[Collected data entries]
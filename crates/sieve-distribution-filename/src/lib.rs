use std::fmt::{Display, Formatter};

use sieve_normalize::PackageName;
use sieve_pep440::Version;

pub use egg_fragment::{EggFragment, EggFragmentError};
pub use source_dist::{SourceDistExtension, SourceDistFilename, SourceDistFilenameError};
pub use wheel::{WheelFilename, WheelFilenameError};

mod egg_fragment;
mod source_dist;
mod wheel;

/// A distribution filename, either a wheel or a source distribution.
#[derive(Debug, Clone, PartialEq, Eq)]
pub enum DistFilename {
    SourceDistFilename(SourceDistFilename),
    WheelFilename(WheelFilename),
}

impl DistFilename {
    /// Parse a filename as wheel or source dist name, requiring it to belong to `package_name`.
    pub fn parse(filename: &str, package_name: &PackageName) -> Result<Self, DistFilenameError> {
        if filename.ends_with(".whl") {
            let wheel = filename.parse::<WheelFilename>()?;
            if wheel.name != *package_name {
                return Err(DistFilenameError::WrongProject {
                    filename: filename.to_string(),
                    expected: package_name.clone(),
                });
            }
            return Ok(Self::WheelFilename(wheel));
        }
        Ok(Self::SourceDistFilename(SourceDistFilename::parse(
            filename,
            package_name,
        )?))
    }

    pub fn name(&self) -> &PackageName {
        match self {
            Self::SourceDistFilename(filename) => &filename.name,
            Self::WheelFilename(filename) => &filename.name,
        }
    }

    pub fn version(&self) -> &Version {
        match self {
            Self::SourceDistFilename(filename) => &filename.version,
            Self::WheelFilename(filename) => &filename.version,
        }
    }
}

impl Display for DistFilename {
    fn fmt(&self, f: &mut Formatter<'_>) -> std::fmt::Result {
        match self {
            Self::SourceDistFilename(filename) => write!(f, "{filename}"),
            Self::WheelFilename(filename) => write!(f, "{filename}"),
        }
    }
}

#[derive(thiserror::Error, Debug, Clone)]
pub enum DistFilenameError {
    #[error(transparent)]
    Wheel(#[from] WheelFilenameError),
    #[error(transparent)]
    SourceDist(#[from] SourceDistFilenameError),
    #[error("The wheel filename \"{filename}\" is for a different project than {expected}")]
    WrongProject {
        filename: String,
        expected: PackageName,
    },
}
...
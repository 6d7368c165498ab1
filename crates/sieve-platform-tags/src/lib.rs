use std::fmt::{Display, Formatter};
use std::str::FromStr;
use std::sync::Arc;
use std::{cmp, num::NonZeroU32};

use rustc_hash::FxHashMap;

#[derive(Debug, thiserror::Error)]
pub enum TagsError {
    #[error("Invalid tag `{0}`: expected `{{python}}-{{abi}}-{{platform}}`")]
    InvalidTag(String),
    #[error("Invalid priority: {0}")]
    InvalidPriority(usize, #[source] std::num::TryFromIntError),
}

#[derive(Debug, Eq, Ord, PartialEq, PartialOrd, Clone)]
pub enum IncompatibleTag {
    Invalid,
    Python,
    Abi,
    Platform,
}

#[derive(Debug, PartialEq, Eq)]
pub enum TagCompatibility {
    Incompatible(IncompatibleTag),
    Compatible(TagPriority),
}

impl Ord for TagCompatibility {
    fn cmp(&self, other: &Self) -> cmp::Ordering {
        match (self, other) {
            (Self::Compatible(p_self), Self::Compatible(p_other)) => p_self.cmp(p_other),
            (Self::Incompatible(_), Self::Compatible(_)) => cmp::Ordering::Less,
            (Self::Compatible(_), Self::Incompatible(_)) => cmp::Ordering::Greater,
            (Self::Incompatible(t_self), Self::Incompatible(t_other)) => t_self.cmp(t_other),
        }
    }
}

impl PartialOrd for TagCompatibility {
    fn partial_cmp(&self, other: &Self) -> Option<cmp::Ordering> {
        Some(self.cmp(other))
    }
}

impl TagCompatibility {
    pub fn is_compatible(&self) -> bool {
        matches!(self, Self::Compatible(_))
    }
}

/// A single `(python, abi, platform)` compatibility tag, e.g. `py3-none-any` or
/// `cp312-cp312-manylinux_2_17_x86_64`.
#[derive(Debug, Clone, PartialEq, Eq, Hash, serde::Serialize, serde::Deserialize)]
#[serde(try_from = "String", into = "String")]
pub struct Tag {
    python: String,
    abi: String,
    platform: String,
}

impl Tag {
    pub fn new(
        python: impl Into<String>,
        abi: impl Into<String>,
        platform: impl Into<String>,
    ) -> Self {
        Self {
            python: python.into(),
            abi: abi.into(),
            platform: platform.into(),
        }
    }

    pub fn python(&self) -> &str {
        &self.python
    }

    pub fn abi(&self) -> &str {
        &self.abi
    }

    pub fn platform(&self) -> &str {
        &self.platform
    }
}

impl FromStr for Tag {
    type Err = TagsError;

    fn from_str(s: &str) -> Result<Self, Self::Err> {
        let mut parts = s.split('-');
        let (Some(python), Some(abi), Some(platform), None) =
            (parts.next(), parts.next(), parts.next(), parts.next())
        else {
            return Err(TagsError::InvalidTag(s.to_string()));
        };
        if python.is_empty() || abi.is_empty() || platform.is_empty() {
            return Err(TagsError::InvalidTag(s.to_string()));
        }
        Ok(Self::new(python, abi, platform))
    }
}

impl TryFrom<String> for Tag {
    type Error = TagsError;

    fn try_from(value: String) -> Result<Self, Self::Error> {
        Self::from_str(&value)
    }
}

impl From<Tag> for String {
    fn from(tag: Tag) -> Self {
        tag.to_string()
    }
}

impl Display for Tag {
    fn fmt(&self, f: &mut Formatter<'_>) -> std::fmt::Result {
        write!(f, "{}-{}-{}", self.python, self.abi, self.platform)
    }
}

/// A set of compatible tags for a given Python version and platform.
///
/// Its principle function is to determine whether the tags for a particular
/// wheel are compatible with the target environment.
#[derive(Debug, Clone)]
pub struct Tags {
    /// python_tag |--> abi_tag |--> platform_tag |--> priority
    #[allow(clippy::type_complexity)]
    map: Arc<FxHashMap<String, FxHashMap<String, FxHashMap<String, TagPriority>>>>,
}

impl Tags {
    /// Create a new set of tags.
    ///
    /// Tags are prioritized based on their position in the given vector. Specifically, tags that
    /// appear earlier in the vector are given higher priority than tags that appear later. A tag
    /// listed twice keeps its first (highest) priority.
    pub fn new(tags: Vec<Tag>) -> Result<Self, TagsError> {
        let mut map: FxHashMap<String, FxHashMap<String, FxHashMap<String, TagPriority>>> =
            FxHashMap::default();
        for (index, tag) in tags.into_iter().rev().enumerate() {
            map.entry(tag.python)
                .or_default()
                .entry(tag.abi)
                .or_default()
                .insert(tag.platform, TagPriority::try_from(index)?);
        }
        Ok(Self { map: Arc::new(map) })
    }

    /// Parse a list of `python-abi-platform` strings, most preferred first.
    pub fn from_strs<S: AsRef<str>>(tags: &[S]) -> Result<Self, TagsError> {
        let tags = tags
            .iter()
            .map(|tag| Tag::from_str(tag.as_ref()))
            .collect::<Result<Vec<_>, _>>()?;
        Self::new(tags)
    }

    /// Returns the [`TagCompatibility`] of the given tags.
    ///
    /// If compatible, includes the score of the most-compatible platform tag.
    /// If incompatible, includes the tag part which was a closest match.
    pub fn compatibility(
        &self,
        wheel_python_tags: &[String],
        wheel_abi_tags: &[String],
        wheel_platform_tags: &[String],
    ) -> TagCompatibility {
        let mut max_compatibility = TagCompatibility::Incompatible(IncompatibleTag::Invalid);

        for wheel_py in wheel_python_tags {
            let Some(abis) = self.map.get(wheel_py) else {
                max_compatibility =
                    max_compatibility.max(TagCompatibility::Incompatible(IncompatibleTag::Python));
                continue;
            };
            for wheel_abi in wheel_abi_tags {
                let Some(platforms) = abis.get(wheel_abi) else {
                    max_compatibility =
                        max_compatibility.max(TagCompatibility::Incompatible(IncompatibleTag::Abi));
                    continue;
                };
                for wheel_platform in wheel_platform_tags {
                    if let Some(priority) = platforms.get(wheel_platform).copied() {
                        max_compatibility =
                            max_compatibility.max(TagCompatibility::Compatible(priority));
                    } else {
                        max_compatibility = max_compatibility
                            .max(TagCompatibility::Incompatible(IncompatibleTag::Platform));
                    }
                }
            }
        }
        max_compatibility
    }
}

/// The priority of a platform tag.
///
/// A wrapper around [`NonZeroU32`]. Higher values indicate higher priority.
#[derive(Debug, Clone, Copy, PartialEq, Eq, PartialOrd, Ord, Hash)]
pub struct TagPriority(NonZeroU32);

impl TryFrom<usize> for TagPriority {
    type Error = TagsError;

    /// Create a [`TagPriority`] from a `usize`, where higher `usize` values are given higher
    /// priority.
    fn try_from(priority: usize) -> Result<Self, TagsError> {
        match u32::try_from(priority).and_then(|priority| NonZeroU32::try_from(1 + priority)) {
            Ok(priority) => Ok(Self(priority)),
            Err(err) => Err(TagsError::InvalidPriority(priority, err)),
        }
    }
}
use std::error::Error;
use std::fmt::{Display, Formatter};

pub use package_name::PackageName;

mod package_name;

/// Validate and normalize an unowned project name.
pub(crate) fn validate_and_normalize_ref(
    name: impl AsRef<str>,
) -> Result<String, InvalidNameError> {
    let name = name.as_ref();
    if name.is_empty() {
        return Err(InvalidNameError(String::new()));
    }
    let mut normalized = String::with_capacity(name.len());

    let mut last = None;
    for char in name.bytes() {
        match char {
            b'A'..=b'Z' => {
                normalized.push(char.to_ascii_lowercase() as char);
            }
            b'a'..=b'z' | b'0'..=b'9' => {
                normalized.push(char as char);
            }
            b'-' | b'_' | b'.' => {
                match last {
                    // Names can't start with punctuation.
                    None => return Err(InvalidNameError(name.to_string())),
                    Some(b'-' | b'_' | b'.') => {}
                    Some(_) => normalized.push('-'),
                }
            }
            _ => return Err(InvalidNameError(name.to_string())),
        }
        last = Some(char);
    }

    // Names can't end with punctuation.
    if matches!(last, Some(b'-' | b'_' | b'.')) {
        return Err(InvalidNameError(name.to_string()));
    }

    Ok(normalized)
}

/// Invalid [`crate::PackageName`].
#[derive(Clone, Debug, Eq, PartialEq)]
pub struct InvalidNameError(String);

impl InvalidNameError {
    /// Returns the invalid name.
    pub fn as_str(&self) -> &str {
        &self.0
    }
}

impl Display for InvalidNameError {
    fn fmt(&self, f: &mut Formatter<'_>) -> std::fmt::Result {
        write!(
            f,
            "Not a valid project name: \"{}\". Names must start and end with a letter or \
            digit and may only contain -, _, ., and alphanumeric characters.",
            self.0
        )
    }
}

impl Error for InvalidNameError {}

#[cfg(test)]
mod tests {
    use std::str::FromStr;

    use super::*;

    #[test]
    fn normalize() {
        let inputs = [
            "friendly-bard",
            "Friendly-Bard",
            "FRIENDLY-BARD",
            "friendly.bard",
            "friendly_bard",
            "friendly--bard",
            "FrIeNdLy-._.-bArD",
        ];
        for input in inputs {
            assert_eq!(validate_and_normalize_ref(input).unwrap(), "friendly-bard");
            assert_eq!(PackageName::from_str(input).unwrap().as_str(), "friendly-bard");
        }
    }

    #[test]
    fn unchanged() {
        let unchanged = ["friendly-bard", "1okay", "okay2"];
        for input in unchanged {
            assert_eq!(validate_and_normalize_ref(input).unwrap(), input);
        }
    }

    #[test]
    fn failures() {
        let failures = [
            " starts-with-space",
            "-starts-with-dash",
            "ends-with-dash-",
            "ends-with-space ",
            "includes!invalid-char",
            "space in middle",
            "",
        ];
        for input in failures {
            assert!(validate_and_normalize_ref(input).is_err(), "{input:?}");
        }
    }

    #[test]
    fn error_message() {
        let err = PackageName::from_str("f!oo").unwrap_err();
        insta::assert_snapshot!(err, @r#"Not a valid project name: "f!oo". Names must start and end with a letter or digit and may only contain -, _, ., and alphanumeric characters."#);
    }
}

(About this task)
Scan the data above for the string "space". Copy every line in which it appears.

(Response box)
            " starts-with-space",
            "ends-with-space ",
            "space in middle",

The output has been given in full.